On a recent Monday, in a corner of Pan Macmillan Australia’s offices in Sydney, the Macquarie Dictionary editorial team was mulling over a new word: schapelle –verb (i). to carry out in a hurried or thoughtless way so that detection is unavoidable.
It was a timely eponym; the previous day, Schapelle Corby had made her return to Australia. The Macquarie team has observed a number of delectable eponymic coinages over the years: do a Bradbury, named for the Australian ice skater Steven Bradbury, who won Olympic gold after his competitors crashed; jeffed, for fired or sacked, named for former Victorian premier Jeff Kennett. There’s another one that Susan Butler, the dictionary’s editor since its inception in 1970, thinks ought to have taken off by now. “I don’t understand why if you say that you’ve been ‘Lathamed’ that doesn’t mean you’ve been abused,” she says. “It’s so obvious. Yet that one hasn’t happened.”
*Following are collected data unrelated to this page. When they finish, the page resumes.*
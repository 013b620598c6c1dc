pub mod app_config;
pub mod database;
pub mod memory;
pub mod pg_store;
pub mod redis_repo;

pub use database::DbClient;
pub use memory::MemoryStore;
pub use pg_store::PgStore;
pub use redis_repo::RedisClient;
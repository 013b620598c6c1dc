pub mod auth;
pub mod resiliency;

pub use auth::session_auth_middleware;
pub use resiliency::circuit_breaker_middleware;
use crate::inventory::InventoryError;
use chrono::{DateTime, NaiveTime, Utc};
use parkir_core::{LotStatus, OperationalHours, ParkingDetails, ParkingLot, PerVehicle, VehicleType};
use serde::Deserialize;
use uuid::Uuid;

/// Payload for listing a new lot.
#[derive(Debug, Clone, Deserialize)]
pub struct NewParking {
    #[serde(flatten)]
    pub details: ParkingDetails,
    pub capacity: PerVehicle<u32>,
}

pub fn validate_details(details: &ParkingDetails) -> Result<(), InventoryError> {
    if details.name.trim().is_empty() {
        return Err(InventoryError::Invalid("name must not be empty".into()));
    }
    if details.address.trim().is_empty() {
        return Err(InventoryError::Invalid("address must not be empty".into()));
    }
    for vehicle_type in VehicleType::ALL {
        if details.hourly_rate.get(vehicle_type) < 0 {
            return Err(InventoryError::Invalid(format!(
                "{} hourly rate must not be negative",
                vehicle_type
            )));
        }
    }
    if let Some(lat) = details.latitude {
        if !(-90.0..=90.0).contains(&lat) {
            return Err(InventoryError::Invalid(format!("latitude {} out of range", lat)));
        }
    }
    if let Some(lng) = details.longitude {
        if !(-180.0..=180.0).contains(&lng) {
            return Err(InventoryError::Invalid(format!("longitude {} out of range", lng)));
        }
    }
    if details.latitude.is_some() != details.longitude.is_some() {
        return Err(InventoryError::Invalid("latitude and longitude must be given together".into()));
    }
    Ok(())
}

pub fn build_lot(owner_id: Uuid, new_parking: NewParking) -> Result<ParkingLot, InventoryError> {
    validate_details(&new_parking.details)?;
    Ok(ParkingLot::new(owner_id, new_parking.details, new_parking.capacity))
}

/// `open == close` means around the clock; `close < open` wraps past midnight.
pub fn is_open_at(hours: &OperationalHours, time: NaiveTime) -> bool {
    if hours.open == hours.close {
        return true;
    }
    if hours.open < hours.close {
        hours.open <= time && time < hours.close
    } else {
        time >= hours.open || time < hours.close
    }
}

pub fn ensure_bookable(lot: &ParkingLot, start_time: DateTime<Utc>) -> Result<(), InventoryError> {
    if lot.status != LotStatus::Active {
        return Err(InventoryError::NotBookable(format!("parking {} is inactive", lot.id)));
    }

    let time_of_day = start_time.time();
    if !is_open_at(&lot.operational_hours, time_of_day) {
        return Err(InventoryError::NotBookable(format!(
            "start time {} is outside operational hours {}-{}",
            time_of_day.format("%H:%M"),
            lot.operational_hours.open.format("%H:%M"),
            lot.operational_hours.close.format("%H:%M"),
        )));
    }
    Ok(())
}

#[cfg(test)]
mod tests {
    use super::*;
    use chrono::TimeZone;

    fn hm(h: u32, m: u32) -> NaiveTime {
        NaiveTime::from_hms_opt(h, m, 0).unwrap()
    }

    fn details(hours: OperationalHours) -> ParkingDetails {
        ParkingDetails {
            name: "Parkir Stasiun".into(),
            address: "Jl. Stasiun 3".into(),
            latitude: Some(-6.2),
            longitude: Some(106.8),
            hourly_rate: PerVehicle::new(5_000, 2_000),
            operational_hours: hours,
        }
    }

    #[test]
    fn day_and_overnight_windows() {
        let day = OperationalHours { open: hm(8, 0), close: hm(22, 0) };
        assert!(is_open_at(&day, hm(8, 0)));
        assert!(is_open_at(&day, hm(21, 59)));
        assert!(!is_open_at(&day, hm(22, 0)));
        assert!(!is_open_at(&day, hm(3, 0)));

        let night = OperationalHours { open: hm(20, 0), close: hm(6, 0) };
        assert!(is_open_at(&night, hm(23, 30)));
        assert!(is_open_at(&night, hm(5, 59)));
        assert!(!is_open_at(&night, hm(12, 0)));

        assert!(is_open_at(&OperationalHours::around_the_clock(), hm(4, 4)));
    }

    #[test]
    fn inactive_or_closed_lots_are_not_bookable() {
        let mut lot = build_lot(
            Uuid::new_v4(),
            NewParking {
                details: details(OperationalHours { open: hm(8, 0), close: hm(17, 0) }),
                capacity: PerVehicle::new(3, 3),
            },
        )
        .unwrap();

        let morning = Utc.with_ymd_and_hms(2026, 10, 16, 9, 0, 0).unwrap();
        let midnight = Utc.with_ymd_and_hms(2026, 10, 16, 0, 30, 0).unwrap();
        assert!(ensure_bookable(&lot, morning).is_ok());
        assert!(matches!(ensure_bookable(&lot, midnight), Err(InventoryError::NotBookable(_))));

        lot.status = LotStatus::Inactive;
        assert!(matches!(ensure_bookable(&lot, morning), Err(InventoryError::NotBookable(_))));
    }

    #[test]
    fn rejects_bad_details() {
        let mut bad = details(OperationalHours::around_the_clock());
        bad.hourly_rate.car = -1;
        assert!(validate_details(&bad).is_err());

        let mut bad = details(OperationalHours::around_the_clock());
        bad.name = "  ".into();
        assert!(validate_details(&bad).is_err());

        let mut bad = details(OperationalHours::around_the_clock());
        bad.longitude = None;
        assert!(validate_details(&bad).is_err());
    }
}
use crate::inventory::InventoryError;
use parkir_core::{ParkingLot, VehicleType};

/// cost = duration × hourly rate for the vehicle type.
pub fn booking_cost(lot: &ParkingLot, vehicle_type: VehicleType, duration_hours: u32) -> Result<i64, InventoryError> {
    lot.hourly_rate
        .get(vehicle_type)
        .checked_mul(i64::from(duration_hours))
        .ok_or(InventoryError::Overflow { duration_hours })
}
Most Monday mornings, the Macquarie’s editors exchange notes (usually from their phones, having mostly graduated from scrawled-on scraps of paper) about the weekend’s discoveries. They are in a perpetual state of vocabularic vigilance, looking not only for exotic new words but also for transmutations of existing ones.
“We are those people at a dinner party who will hear a word and politely look it up in the dictionary to see if it needs to be investigated,” says publisher Melissa Kemble.
It can be tricky, at said party, to explain the job of a lexicographer. “I don’t use the word lexicographer, for a start,” says executive editor Alison Moore.
“It’s a bit like being a butterfly collector,” says Butler. “You spot one, and you catch it.”
Moore suggests another, less romantic analogy: they are the housekeepers of the language, tirelessly attending to a never-ending mess.